Data entries:
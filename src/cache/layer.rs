//! Cache layer that orchestrates caching logic with network fetching.

use std::future::Future;
use std::sync::Arc;
use std::time::Duration;

use color_eyre::{eyre::eyre, Result};
use tracing::{debug, warn};

use super::clock::{Clock, Timestamp};
use super::metadata::MetadataTracker;
use super::storage::CacheStorage;
use super::traits::{CacheKey, CacheResult, CachedRecord};

/// Cache layer that manages caching logic and network fetching.
///
/// This layer sits between the application and the remote API client,
/// providing transparent caching with offline support. It does not
/// deduplicate concurrent calls for the same key; screens guard against
/// duplicate loads themselves.
pub struct CacheLayer<S: CacheStorage> {
  storage: Arc<S>,
  metadata: MetadataTracker<S>,
}

impl<S: CacheStorage> CacheLayer<S> {
  /// Create a new cache layer over a shared storage backend.
  pub fn new(storage: Arc<S>, clock: Arc<dyn Clock>) -> Self {
    Self {
      metadata: MetadataTracker::new(Arc::clone(&storage), clock),
      storage,
    }
  }

  pub fn storage(&self) -> &Arc<S> {
    &self.storage
  }

  pub fn metadata(&self) -> &MetadataTracker<S> {
    &self.metadata
  }

  /// Fetch a list with cache-first strategy.
  ///
  /// 1. If the key is fresh and its slot is non-empty, return the slot
  /// 2. Otherwise fetch, map every record, replace the slot and its metadata
  ///    in one write, and return the fetched records
  /// 3. On fetch failure, return whatever the slot holds (offline mode), or
  ///    the fetch error when it holds nothing
  ///
  /// Storage and mapping errors are returned as-is.
  pub async fn get_or_fetch<C, K, F, Fut, M>(
    &self,
    key: &K,
    fetcher: F,
    ttl: Duration,
    mapper: M,
  ) -> Result<CacheResult<Vec<C::Remote>>>
  where
    C: CachedRecord,
    K: CacheKey,
    F: FnOnce() -> Fut,
    Fut: Future<Output = Result<Vec<C::Remote>>>,
    M: Fn(&C::Remote, Timestamp) -> Result<C>,
  {
    let slot_key = key.cache_key();

    if self.metadata.is_fresh(&slot_key, ttl)? {
      let cached = self.storage.load_slot::<C>(&slot_key)?;
      if !cached.is_empty() {
        debug!(key = %slot_key, rows = cached.records.len(), "Cache hit");
        return Ok(CacheResult::from_cache(
          restore_all(cached.records)?,
          cached.written_at,
          false,
        ));
      }
    }

    debug!(key = %slot_key, what = %key.description(), "Cache miss, fetching");

    match fetcher().await {
      Ok(data) => {
        let entry = self.metadata.entry(&slot_key, key.category(), ttl);
        let mapped = data
          .iter()
          .map(|record| mapper(record, entry.fetched_at))
          .collect::<Result<Vec<C>>>()?;

        self.storage.replace_slot(&slot_key, &mapped, &entry)?;
        Ok(CacheResult::from_network(data))
      }
      Err(err) => {
        let stale = self.storage.load_slot::<C>(&slot_key)?;
        if stale.is_empty() {
          warn!(key = %slot_key, error = %err, "Fetch failed with nothing cached");
          return Err(err);
        }

        warn!(
          key = %slot_key,
          error = %err,
          rows = stale.records.len(),
          "Fetch failed, serving stale cache"
        );
        Ok(CacheResult::offline(
          restore_all(stale.records)?,
          stale.written_at,
        ))
      }
    }
  }

  /// Fetch a singleton record (fixed identity) with the same rules as
  /// [`CacheLayer::get_or_fetch`].
  pub async fn get_or_fetch_one<C, K, F, Fut, M>(
    &self,
    key: &K,
    fetcher: F,
    ttl: Duration,
    mapper: M,
  ) -> Result<CacheResult<C::Remote>>
  where
    C: CachedRecord,
    K: CacheKey,
    F: FnOnce() -> Fut,
    Fut: Future<Output = Result<C::Remote>>,
    M: Fn(&C::Remote, Timestamp) -> Result<C>,
  {
    let result = self
      .get_or_fetch::<C, _, _, _, _>(
        key,
        || async move { fetcher().await.map(|record| vec![record]) },
        ttl,
        mapper,
      )
      .await?;

    let CacheResult {
      data,
      source,
      cached_at,
    } = result;
    let record = data
      .into_iter()
      .next()
      .ok_or_else(|| eyre!("Cache slot {} is empty", key.cache_key()))?;

    Ok(CacheResult {
      data: record,
      source,
      cached_at,
    })
  }

  /// Read a slot without consulting freshness, for stale-first paint.
  ///
  /// Returns `None` when the slot is empty.
  pub fn peek<C: CachedRecord>(&self, key: &str) -> Result<Option<CacheResult<Vec<C::Remote>>>> {
    let cached = self.storage.load_slot::<C>(key)?;
    if cached.is_empty() {
      return Ok(None);
    }
    Ok(Some(CacheResult::from_cache(
      restore_all(cached.records)?,
      cached.written_at,
      true,
    )))
  }
}

fn restore_all<C: CachedRecord>(records: Vec<C>) -> Result<Vec<C::Remote>> {
  records.into_iter().map(CachedRecord::restore).collect()
}

impl<S: CacheStorage> Clone for CacheLayer<S> {
  fn clone(&self) -> Self {
    Self {
      storage: Arc::clone(&self.storage),
      metadata: self.metadata.clone(),
    }
  }
}

#[cfg(test)]
mod tests {
  use super::*;
  use crate::cache::category::{Category, Table};
  use crate::cache::clock::ManualClock;
  use crate::cache::storage::SqliteStorage;
  use crate::cache::traits::{CacheSource, Cacheable};
  use serde::{Deserialize, Serialize};
  use std::sync::atomic::{AtomicU32, Ordering};

  const DAY: Duration = Duration::from_secs(24 * 3600);
  const HOUR_MS: i64 = 3_600_000;

  #[derive(Debug, Clone, PartialEq)]
  struct Skill {
    id: u32,
    name: String,
    tags: Vec<String>,
  }

  #[derive(Debug, Clone, Serialize, Deserialize)]
  struct CachedSkill {
    id: u32,
    name: String,
    tags: String,
    last_updated: Timestamp,
  }

  impl Cacheable for CachedSkill {
    fn record_id(&self) -> String {
      self.id.to_string()
    }

    fn table() -> Table {
      Table::Skills
    }
  }

  impl CachedRecord for CachedSkill {
    type Remote = Skill;

    fn restore(self) -> Result<Skill> {
      Ok(Skill {
        id: self.id,
        name: self.name,
        tags: serde_json::from_str(&self.tags)?,
      })
    }
  }

  fn map_skill(skill: &Skill, now: Timestamp) -> Result<CachedSkill> {
    if skill.name.is_empty() {
      return Err(eyre!("skill {} has no name", skill.id));
    }
    Ok(CachedSkill {
      id: skill.id,
      name: skill.name.clone(),
      tags: serde_json::to_string(&skill.tags)?,
      last_updated: now,
    })
  }

  fn skill(id: u32, name: &str) -> Skill {
    Skill {
      id,
      name: name.to_string(),
      tags: vec!["combat".to_string()],
    }
  }

  fn key() -> (String, Category) {
    ("skills".to_string(), Category::Mechanics)
  }

  fn layer(clock: Arc<ManualClock>) -> CacheLayer<SqliteStorage> {
    CacheLayer::new(Arc::new(SqliteStorage::in_memory().unwrap()), clock)
  }

  #[tokio::test]
  async fn test_hit_within_ttl_and_miss_after() {
    let clock = Arc::new(ManualClock::new(0));
    let layer = layer(clock.clone());
    let calls = AtomicU32::new(0);
    let counter = &calls;

    let fetch = move || async move {
      counter.fetch_add(1, Ordering::SeqCst);
      Ok::<_, color_eyre::Report>(vec![skill(1, "Archery")])
    };

    let first = layer.get_or_fetch(&key(), fetch, DAY, map_skill).await.unwrap();
    assert_eq!(first.source, CacheSource::Network);
    assert_eq!(first.data, vec![skill(1, "Archery")]);
    assert_eq!(calls.load(Ordering::SeqCst), 1);

    clock.advance_millis(HOUR_MS);
    let second = layer.get_or_fetch(&key(), fetch, DAY, map_skill).await.unwrap();
    assert_eq!(second.source, CacheSource::CacheFresh);
    assert_eq!(second.data, vec![skill(1, "Archery")]);
    assert_eq!(second.cached_at, Some(0));
    assert_eq!(calls.load(Ordering::SeqCst), 1);

    clock.advance_millis(24 * HOUR_MS);
    let third = layer.get_or_fetch(&key(), fetch, DAY, map_skill).await.unwrap();
    assert_eq!(third.source, CacheSource::Network);
    assert_eq!(calls.load(Ordering::SeqCst), 2);
  }

  #[tokio::test]
  async fn test_refresh_replaces_previous_rows() {
    let clock = Arc::new(ManualClock::new(0));
    let layer = layer(clock.clone());

    layer
      .get_or_fetch(
        &key(),
        || async { Ok(vec![skill(1, "Archery"), skill(2, "Smithing")]) },
        Duration::ZERO,
        map_skill,
      )
      .await
      .unwrap();
    layer
      .get_or_fetch(
        &key(),
        || async { Ok(vec![skill(3, "Alchemy")]) },
        Duration::ZERO,
        map_skill,
      )
      .await
      .unwrap();

    let cached = layer.peek::<CachedSkill>("skills").unwrap().unwrap();
    assert_eq!(cached.data, vec![skill(3, "Alchemy")]);
    assert_eq!(cached.source, CacheSource::CacheStale);
  }

  #[tokio::test]
  async fn test_zero_ttl_always_fetches() {
    let layer = layer(Arc::new(ManualClock::new(0)));
    let calls = AtomicU32::new(0);
    let counter = &calls;
    let fetch = move || async move {
      counter.fetch_add(1, Ordering::SeqCst);
      Ok::<_, color_eyre::Report>(vec![skill(1, "Archery")])
    };

    for _ in 0..3 {
      layer
        .get_or_fetch(&key(), fetch, Duration::ZERO, map_skill)
        .await
        .unwrap();
    }
    assert_eq!(calls.load(Ordering::SeqCst), 3);
  }

  #[tokio::test]
  async fn test_failed_fetch_serves_stale_without_touching_metadata() {
    let clock = Arc::new(ManualClock::new(0));
    let layer = layer(clock.clone());

    layer
      .get_or_fetch(&key(), || async { Ok(vec![skill(1, "Archery")]) }, DAY, map_skill)
      .await
      .unwrap();
    let before = layer.storage().get_metadata("skills").unwrap();

    clock.advance_millis(25 * HOUR_MS);
    let result = layer
      .get_or_fetch::<CachedSkill, _, _, _, _>(
        &key(),
        || async { Err(eyre!("connection refused")) },
        DAY,
        map_skill,
      )
      .await
      .unwrap();

    assert_eq!(result.source, CacheSource::Offline);
    assert_eq!(result.data, vec![skill(1, "Archery")]);
    assert_eq!(layer.storage().get_metadata("skills").unwrap(), before);
    // Stale data is not marked fresh
    assert!(!layer.metadata().is_fresh("skills", DAY).unwrap());
  }

  #[tokio::test]
  async fn test_failed_fetch_with_empty_cache_propagates() {
    let layer = layer(Arc::new(ManualClock::new(0)));

    let result = layer
      .get_or_fetch::<CachedSkill, _, _, _, _>(
        &key(),
        || async { Err(eyre!("connection refused")) },
        DAY,
        map_skill,
      )
      .await;

    let err = result.unwrap_err();
    assert!(err.to_string().contains("connection refused"));
  }

  #[tokio::test]
  async fn test_failed_write_keeps_previous_snapshot() {
    let clock = Arc::new(ManualClock::new(0));
    let layer = layer(clock.clone());

    layer
      .get_or_fetch(&key(), || async { Ok(vec![skill(1, "Archery")]) }, DAY, map_skill)
      .await
      .unwrap();
    let before = layer.storage().get_metadata("skills").unwrap();

    clock.advance_millis(25 * HOUR_MS);
    // The unnamed skill fails to map
    let result = layer
      .get_or_fetch(
        &key(),
        || async { Ok(vec![skill(2, "Smithing"), skill(3, "")]) },
        DAY,
        map_skill,
      )
      .await;

    assert!(result.is_err());
    let cached = layer.peek::<CachedSkill>("skills").unwrap().unwrap();
    assert_eq!(cached.data, vec![skill(1, "Archery")]);
    assert_eq!(layer.storage().get_metadata("skills").unwrap(), before);
  }

  #[tokio::test]
  async fn test_fresh_metadata_with_empty_slot_refetches() {
    let layer = layer(Arc::new(ManualClock::new(0)));
    layer
      .metadata()
      .record_fetch("skills", Category::Mechanics, DAY)
      .unwrap();

    let result = layer
      .get_or_fetch(&key(), || async { Ok(vec![skill(1, "Archery")]) }, DAY, map_skill)
      .await
      .unwrap();
    assert_eq!(result.source, CacheSource::Network);
  }

  #[tokio::test]
  async fn test_force_refresh_keeps_rows_for_fallback() {
    let layer = layer(Arc::new(ManualClock::new(0)));
    layer
      .get_or_fetch(&key(), || async { Ok(vec![skill(1, "Archery")]) }, DAY, map_skill)
      .await
      .unwrap();

    layer.metadata().invalidate("skills").unwrap();

    let result = layer
      .get_or_fetch::<CachedSkill, _, _, _, _>(
        &key(),
        || async { Err(eyre!("timeout")) },
        DAY,
        map_skill,
      )
      .await
      .unwrap();
    assert_eq!(result.source, CacheSource::Offline);
  }

  #[tokio::test]
  async fn test_concurrent_calls_are_not_deduplicated() {
    let layer = layer(Arc::new(ManualClock::new(0)));
    let calls = AtomicU32::new(0);
    let counter = &calls;
    let fetch = move || async move {
      counter.fetch_add(1, Ordering::SeqCst);
      tokio::task::yield_now().await;
      Ok::<_, color_eyre::Report>(vec![skill(1, "Archery")])
    };

    let (first_key, second_key) = (key(), key());
    let (a, b) = tokio::join!(
      layer.get_or_fetch(&first_key, fetch, DAY, map_skill),
      layer.get_or_fetch(&second_key, fetch, DAY, map_skill)
    );
    a.unwrap();
    b.unwrap();
    assert_eq!(calls.load(Ordering::SeqCst), 2);
  }

  #[tokio::test]
  async fn test_singleton_fetch() {
    let clock = Arc::new(ManualClock::new(0));
    let layer = layer(clock.clone());

    let first = layer
      .get_or_fetch_one(&key(), || async { Ok(skill(1, "Archery")) }, DAY, map_skill)
      .await
      .unwrap();
    assert_eq!(first.source, CacheSource::Network);

    let second = layer
      .get_or_fetch_one::<CachedSkill, _, _, _, _>(
        &key(),
        || async { Err(eyre!("should not be called")) },
        DAY,
        map_skill,
      )
      .await
      .unwrap();
    assert_eq!(second.source, CacheSource::CacheFresh);
    assert_eq!(second.data, skill(1, "Archery"));
  }
}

**Exercise**
The word "CacheStorage" appears in some lines of the data; state how many such lines there are, and nothing further.

**Exercise result**
4